In Paris (14th arrondissement), for the GHU Paris Centre Hospitalier Sainte-Anne (project owner), Pargade Architectes completed the new Neuroscience Center in 2024. This project bridges the legacy of architect Charles Auguste Questel (1807–1888) with a facility decidedly open to the city.
Since its founding, Sainte-Anne Hospital has been a laboratory for mental health and also serves as a laboratory for architecture and urban planning. Within this demanding heritage context, the Neuroscience project, designed by Pargade Architectes, envisions the hospital of tomorrow through its architectural approach.
The program called for a complete reconstruction of Sainte-Anne's neuroscience university center, comprising a four-room operating and interventional sector, two electroconvulsive therapy rooms, an imaging department, 135 beds and spaces for consultations, and a day hospital.
Furthermore, the program’s ambition was to create a strong connection between psychiatry and neuroscience, leading to a design approach that considers the entirety of the seven-hectare site, half of which is landscaped as green spaces.
The functional organization of the Neuroscience Center thus meets the new complexities of hospital programs.
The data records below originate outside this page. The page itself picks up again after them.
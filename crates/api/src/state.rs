use std::sync::Arc;

use crate::config::ServerConfig;

/// Shared application state available to all Axum handlers via `State<AppState>`.
///
/// This is cheaply cloneable (inner data is behind `Arc` or is already `Clone`).
#[derive(Clone)]
pub struct AppState {
    /// Database connection pool.
    pub pool: bookshelf_db::DbPool,
    /// Server configuration (JWT secret, admin bootstrap settings).
    pub config: Arc<ServerConfig>,
}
The center is arranged with flexible multi-purpose floors, adaptable to different zones centered around patient flows and optimized management of horizontal and vertical circulation.
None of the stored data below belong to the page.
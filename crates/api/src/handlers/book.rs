//! Handlers for the `/books` resource.

use axum::extract::{Path, State};
use axum::http::StatusCode;
use axum::Json;
use serde::Deserialize;
use bookshelf_core::audit;
use bookshelf_core::error::CoreError;
use bookshelf_core::thickness::Thickness;
use bookshelf_core::types::DbId;
use bookshelf_db::models::book::CreateBook;
use bookshelf_db::repositories::{BookRepo, CategoryRepo};

use crate::error::{AppError, AppResult};
use crate::extract::{parse_id, QueryParams, ValidJson};
use crate::middleware::auth::AuthUser;
use crate::response::ApiResponse;
use crate::state::AppState;

/// Optional filters for `GET /books`.
#[derive(Debug, Default, Deserialize)]
pub struct BookFilter {
    pub category_id: Option<DbId>,
}

fn not_found(id: DbId) -> AppError {
    AppError::Core(CoreError::NotFound { entity: "Book", id })
}

/// GET /api/books
///
/// With `?category_id=` only that category's books are returned; an unknown
/// category is a 404.
pub async fn list(
    State(state): State<AppState>,
    QueryParams(filter): QueryParams<BookFilter>,
) -> AppResult<Json<ApiResponse>> {
    let books = match filter.category_id {
        Some(category_id) => {
            if !CategoryRepo::exists(&state.pool, category_id).await? {
                return Err(AppError::Core(CoreError::NotFound {
                    entity: "Category",
                    id: category_id,
                }));
            }
            BookRepo::list_by_category(&state.pool, category_id).await?
        }
        None => BookRepo::list(&state.pool).await?,
    };
    Ok(Json(ApiResponse::ok("Books retrieved successfully", books)))
}

/// POST /api/books
///
/// `thickness` is derived from `total_page`. The category reference is
/// checked before the insert but not inside a transaction.
pub async fn create(
    State(state): State<AppState>,
    user: AuthUser,
    ValidJson(input): ValidJson<CreateBook>,
) -> AppResult<(StatusCode, Json<ApiResponse>)> {
    if let Some(category_id) = input.category_id {
        if !CategoryRepo::exists(&state.pool, category_id).await? {
            return Err(AppError::Core(CoreError::InvalidReference {
                entity: "Category",
                id: category_id,
            }));
        }
    }

    let thickness = Thickness::from_total_pages(input.total_page);
    let actor = audit::actor(Some(user.username.as_str()));
    let mut book = BookRepo::create(&state.pool, &input, thickness, actor).await?;

    if let Some(category_id) = book.category_id {
        match CategoryRepo::find_name(&state.pool, category_id).await {
            Ok(name) => book.category_name = name,
            Err(e) => {
                tracing::warn!(
                    book_id = book.id,
                    category_id,
                    error = %e,
                    "Category name lookup failed"
                );
            }
        }
    }

    tracing::info!(
        book_id = book.id,
        thickness = %thickness,
        username = %user.username,
        "Book created"
    );

    Ok((
        StatusCode::CREATED,
        Json(ApiResponse::ok("Book created successfully", book)),
    ))
}

/// GET /api/books/{id}
pub async fn get_by_id(
    State(state): State<AppState>,
    Path(raw_id): Path<String>,
) -> AppResult<Json<ApiResponse>> {
    let id = parse_id(&raw_id, "book")?;
    let book = BookRepo::find_by_id(&state.pool, id)
        .await?
        .ok_or_else(|| not_found(id))?;
    Ok(Json(ApiResponse::ok("Book retrieved successfully", book)))
}

/// DELETE /api/books/{id}
pub async fn delete(
    State(state): State<AppState>,
    user: AuthUser,
    Path(raw_id): Path<String>,
) -> AppResult<Json<ApiResponse>> {
    let id = parse_id(&raw_id, "book")?;
    if !BookRepo::exists(&state.pool, id).await? {
        return Err(not_found(id));
    }

    // A concurrent delete between the check and here leaves nothing to remove.
    if !BookRepo::delete(&state.pool, id).await? {
        return Err(not_found(id));
    }

    tracing::info!(book_id = id, username = %user.username, "Book deleted");

    Ok(Json(ApiResponse::message("Book deleted successfully")))
}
Hospital-university hubs, or satellites, interconnected and accessible to the city, are situated within the historical framework around a cooling green area. The project thus shapes the future site layout, paving the way for the “hospital eco-district of tomorrow.”
In continuation of Questel's utilitarian neoclassical architectural style, the choice of a pure volumetric form, with a reduced vocabulary of repetitive elements, creates a sense of unity and completeness. The handmade limestone-colored brickwork connects the structure with its surroundings, bridging the Parisian suburban and historical settings, with a new urban square that
interfaces between the street and the interior of the site.
Set apart from the historical quadrangle of Sainte-Anne, the project reinforces the hospital’s overall pavilion layout, highlights its perfect geometry, and opens it resolutely to the city.